In a story published today, the AP took a look at the “socialism” attacks circulated by the GOP, in the context of next year’s battleground race for the Senate seat currently held by Cory Gardner. The story opens with a scene of Gardner at a campaign fundraiser in a National Guard armory—a thing that is totally normal, apparently—asking fellow Republicans to “stand up and fight” against the rising socialist tide. (Gardner said this at the Alamoosa County Lincoln Day dinner, so no one tell him that Abraham Lincoln once exchanged friendly letters with Karl Marx via the American ambassador in London.)
So the AP talked to a bunch of people in Colorado about socialism and tried to gauge their fears about it, and it came out about what you’d expect: Republicans and Republican-leaning independents said the fear was real, moderate Democrats either justified that fear or pivoted to pointing out Trump’s relationship with that classic socialist Vladimir Putin, and other Democrats and Democratic-leaning voters said they didn’t care. A sample of two “unaffiliated voters” who made it obvious which way they lean politically:
Avery Jones, of Westminster, is one potential target.
“Taxes kill,” said Jones, 27. While she’s eager to improve her family’s health coverage, she sees “some merit” to checking Democrats from pushing toward universal health care because “it would just drive up taxes.”
But for every Jones, there’s a Rhett Lucero. Lucero, 40, eating lunch at the Riverwalk park that winds through the city of Pueblo, says Democrats’ efforts to expand health coverage and curb global warming make sense.
“It’s helping each other out,” said the auto body mechanic, who, like Jones, is an unaffiliated voter. “It’s putting our taxes to a real good use.”
A local Democratic official. who spoke to the AP did say that the attacks could have some effect. “Our Democrats can vote Republican because they vote their pocketbooks,” Adams County commissioner Eva Henry, who also served on new Colorado Gov. Jared Polis’ transition team, told the AP. (Bernie Sanders won the Democratic caucus in her state in 2016, for what it’s worth, so it appears that at least the most active Colorado Democrats like what he’s saying.)

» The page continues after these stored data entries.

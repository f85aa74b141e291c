//! Terminal output for the atomcss CLI.
//!
//! Cargo-style status lines with a right-aligned coloured verb. Status
//! output goes to stderr; stdout is reserved for generated CSS.

use std::io::{self, IsTerminal, Write};
use std::path::Path;

use crate::validation::ValidationResult;

const RESET: &str = "\x1b[0m";
const BOLD: &str = "\x1b[1m";
const DIM: &str = "\x1b[2m";

/// Width for right-aligned verb column.
const VERB_WIDTH: usize = 12;

#[derive(Debug, Clone, Copy)]
enum Tone {
    Green,
    Cyan,
    Yellow,
    Red,
}

impl Tone {
    fn code(self) -> &'static str {
        match self {
            Tone::Green => "\x1b[32m",
            Tone::Cyan => "\x1b[36m",
            Tone::Yellow => "\x1b[33m",
            Tone::Red => "\x1b[31m",
        }
    }
}

/// Terminal-aware status printer. Colour is enabled when stderr is a tty.
#[derive(Debug)]
pub struct Printer {
    color: bool,
}

impl Default for Printer {
    fn default() -> Self {
        Self::new()
    }
}

impl Printer {
    pub fn new() -> Self {
        Self {
            color: io::stderr().is_terminal(),
        }
    }

    /// e.g. "    Scanning ./site"
    pub fn status(&self, verb: &str, message: &str) {
        self.line(Tone::Green, verb, message);
    }

    pub fn info(&self, verb: &str, message: &str) {
        self.line(Tone::Cyan, verb, message);
    }

    pub fn warning(&self, verb: &str, message: &str) {
        self.line(Tone::Yellow, verb, message);
    }

    pub fn error(&self, verb: &str, message: &str) {
        self.line(Tone::Red, verb, message);
    }

    pub fn dim(&self, text: &str) -> String {
        if self.color {
            format!("{DIM}{text}{RESET}")
        } else {
            text.to_string()
        }
    }

    /// Print each diagnostic as a warning or error line, with its help text.
    pub fn diagnostics(&self, result: &ValidationResult) {
        for d in result.iter() {
            let verb = d.severity.to_string();
            if d.is_error() {
                self.error(&verb, &d.message);
            } else {
                self.warning(&verb, &d.message);
            }
            if let Some(help) = &d.help {
                self.line(Tone::Cyan, "help", &self.dim(help));
            }
        }
    }

    fn line(&self, tone: Tone, verb: &str, message: &str) {
        let mut stderr = io::stderr().lock();
        let _ = if self.color {
            writeln!(
                stderr,
                "{BOLD}{}{verb:>VERB_WIDTH$}{RESET} {message}",
                tone.code()
            )
        } else {
            writeln!(stderr, "{verb:>VERB_WIDTH$} {message}")
        };
    }
}

/// Pluralize a count: `plural(1, "rule", "rules")` -> "1 rule".
pub fn plural(n: usize, singular: &str, pluralized: &str) -> String {
    format!("{} {}", n, if n == 1 { singular } else { pluralized })
}

/// Return a relative display path when possible, absolute otherwise.
pub fn display_path(path: &Path) -> String {
    std::env::current_dir()
        .ok()
        .and_then(|cwd| path.strip_prefix(cwd).ok().map(|p| p.display().to_string()))
        .map(|s| if s.is_empty() { ".".to_string() } else { s })
        .unwrap_or_else(|| path.display().to_string())
}

#[cfg(test)]
mod tests {
    use super::*;

    #[test]
    fn test_plural() {
        assert_eq!(plural(1, "rule", "rules"), "1 rule");
        assert_eq!(plural(0, "rule", "rules"), "0 rules");
        assert_eq!(plural(7, "file", "files"), "7 files");
    }

    #[test]
    fn test_display_path_absolute() {
        let p = Path::new("/nonexistent/path/to/styles.css");
        assert_eq!(display_path(p), "/nonexistent/path/to/styles.css");
    }
}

The GOP strategy, to continue to dwell on socialism, isn’t just limited to Colorado. Mitch McConnell told reporters earlier this month that the party’s strategy to keep the Senate in 2020 is to present itself as a “firewall” against socialism, as if there isn’t only one self-identified democratic socialist in the United States Senate and two in the House, and as if the party hasn’t been labeling neoliberal Democrats as socialists for decades.

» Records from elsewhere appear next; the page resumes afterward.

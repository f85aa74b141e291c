//! Validation checks for an engine config.
//!
//! Each check takes a `&Config` and returns a `ValidationResult`.

use std::collections::HashSet;

use crate::config::{Config, PropertyEntry};

use super::diagnostic::{Diagnostic, ValidationResult};

/// Characters a registered type token may not contain.
const RESERVED_TYPE_CHARS: &[char] = &[':', '[', ']', '/'];

/// Check that type tokens can be matched by the grammar.
pub fn check_type_tokens(config: &Config) -> ValidationResult {
    let mut result = ValidationResult::new();

    for token in config.property.keys() {
        if token.is_empty() {
            result.push(
                Diagnostic::error("atomcss::config::empty-type", "Empty type token in `property`")
                    .with_help("Give every property entry a non-empty key"),
            );
        } else if token.contains(char::is_whitespace) || token.contains(RESERVED_TYPE_CHARS) {
            result.push(
                Diagnostic::error(
                    "atomcss::config::invalid-type",
                    format!("Type token '{}' contains whitespace or one of `: [ ] /`", token),
                )
                .with_help("Type tokens are matched literally at the start of a class name"),
            );
        }
    }

    result
}

/// Check templated property entries.
pub fn check_templates(config: &Config) -> ValidationResult {
    let mut result = ValidationResult::new();

    for (token, entry) in &config.property {
        let PropertyEntry::Templated {
            properties,
            template,
        } = entry
        else {
            continue;
        };

        if properties.0.is_empty() {
            result.push(
                Diagnostic::error(
                    "atomcss::config::empty-template",
                    format!("Templated property '{}' lists no CSS properties", token),
                )
                .with_help("Add at least one name to `property`"),
            );
        }

        if !template.contains("{0}") {
            result.push(
                Diagnostic::warning(
                    "atomcss::config::constant-template",
                    format!("Template for '{}' never uses the class value", token),
                )
                .with_help("Use {0} for the value and {1} for the value after `/`"),
            );
        }
    }

    result
}

/// Check breakpoint bounds and names.
pub fn check_breakpoints(config: &Config) -> ValidationResult {
    let mut result = ValidationResult::new();
    let mut seen = HashSet::new();

    for bp in &config.breakpoints {
        if !seen.insert(bp.name.as_str()) {
            result.push(Diagnostic::warning(
                "atomcss::config::duplicate-breakpoint",
                format!("Breakpoint '{}' is defined more than once; the first wins", bp.name),
            ));
        }

        match (bp.min, bp.max) {
            (None, None) => result.push(
                Diagnostic::error(
                    "atomcss::config::unbounded-breakpoint",
                    format!("Breakpoint '{}' has neither `min` nor `max`", bp.name),
                )
                .with_help("Set `min`, `max`, or both (in pixels)"),
            ),
            (Some(min), Some(max)) if min > max => result.push(Diagnostic::warning(
                "atomcss::config::empty-breakpoint",
                format!(
                    "Breakpoint '{}' has min {}px above max {}px and never matches",
                    bp.name, min, max
                ),
            )),
            _ => {}
        }
    }

    result
}

/// Check alias bodies for things that will not expand.
pub fn check_aliases(config: &Config) -> ValidationResult {
    let mut result = ValidationResult::new();
    let custom: HashSet<&str> = config
        .classes
        .values()
        .flat_map(|names| names.keys().map(|k| k.as_str()))
        .collect();

    for (alias, body) in &config.aliases {
        if body.trim().is_empty() {
            result.push(Diagnostic::warning(
                "atomcss::config::empty-alias",
                format!("Alias '{}' has an empty body", alias),
            ));
        }

        if custom.contains(alias.as_str()) {
            result.push(Diagnostic::warning(
                "atomcss::config::alias-shadows-class",
                format!("Alias '{}' shadows a custom class of the same name", alias),
            ));
        }

        for class_name in body.split_whitespace() {
            if config.aliases.contains_key(class_name) || custom.contains(class_name) {
                result.push(
                    Diagnostic::warning(
                        "atomcss::config::nested-alias",
                        format!(
                            "Alias '{}' references '{}', which is not expanded inside aliases",
                            alias, class_name
                        ),
                    )
                    .with_help("List the shorthand classes directly in the alias body"),
                );
            }
        }
    }

    result
}
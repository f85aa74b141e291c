//! Check command implementation.
//!
//! Runs class names given on the command line through the engine and prints
//! the resulting CSS to stdout.

use std::path::PathBuf;

use clap::Args;

use crate::config::{Manifest, MANIFEST_FILENAME};
use crate::engine::Engine;
use crate::error::Result;
use crate::output::Printer;

/// Print the CSS generated for the given class names
#[derive(Args, Debug)]
pub struct CheckArgs {
    /// Class names to process
    #[arg(required = true)]
    pub classes: Vec<String>,

    /// Manifest to read the vocabulary from
    #[arg(long, short, default_value = MANIFEST_FILENAME)]
    pub config: PathBuf,
}

/// Generate CSS for the requested classes.
pub fn generate(args: &CheckArgs) -> Result<(String, Engine)> {
    let manifest = if args.config.exists() {
        Manifest::load(&args.config)?
    } else {
        Manifest::default()
    };

    let mut engine = Engine::new(manifest.config)?;
    engine.reset();
    engine.process(&args.classes.join(" "));

    Ok((engine.emit(), engine))
}

pub fn run(args: CheckArgs, printer: &Printer) -> Result<()> {
    let (css, engine) = generate(&args)?;

    print!("{}", css);
    printer.diagnostics(engine.diagnostics());

    if css.is_empty() {
        printer.warning("warning", "no class name produced a rule");
    }

    Ok(())
}

#[cfg(test)]
mod tests {
    use super::*;
    use std::fs;
    use tempfile::tempdir;

    #[test]
    fn test_check_uses_manifest() {
        let dir = tempdir().unwrap();
        let config = dir.path().join(MANIFEST_FILENAME);
        fs::write(
            &config,
            "property:\n  bg: background\nvalues:\n  primary: \"#ccf654\"\nreserveClass: [bg-red]\n",
        )
        .unwrap();

        let args = CheckArgs {
            classes: vec!["bg-primary".to_string(), "unknown".to_string()],
            config,
        };
        let (css, _) = generate(&args).unwrap();

        // reserved classes are left out so only the requested rules show
        assert_eq!(css, ".bg-primary { background: #ccf654; }\n");
    }

    #[test]
    fn test_check_without_manifest() {
        let dir = tempdir().unwrap();
        let args = CheckArgs {
            classes: vec!["[color]-red".to_string()],
            config: dir.path().join("missing.yaml"),
        };
        let (css, _) = generate(&args).unwrap();
        assert_eq!(css, ".\\[color\\]-red { color: red; }\n");
    }
}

That the GOP is focusing its attacks on socialism doesn’t just help socialists, however; it’s also far from proven it’ll help beat back the Democrats. As Politico reported earlier this month, the GOP already gave this strategy a test run in Pennsylvania last year. Democratic lieutenant governor candidate John Fetterman had been a staunch supporter of Sanders in 2016, and several candidates for the state house described themselves as democratic socialists.
The GOP attacked candidates up and down the ballot as socialists, but it didn’t work—the Pennsylvania GOP suffered double-digit losses in both the gubernatorial and U.S. Senate races (Fetterman, as Gov. Tom Wolf’s running mate, won by 17 points), and lost seats in both houses of the legislature, as well as Congress.
Judging by all of this, as well as the fact that Sanders is hovering at the top of the pack in the Democratic primary, it appears that the GOP honing its attacks on socialism without offering anything to lower healthcare costs, tackle climate change, and so on just isn’t making the dent they hoped it was. It’d be great if they kept trying, though.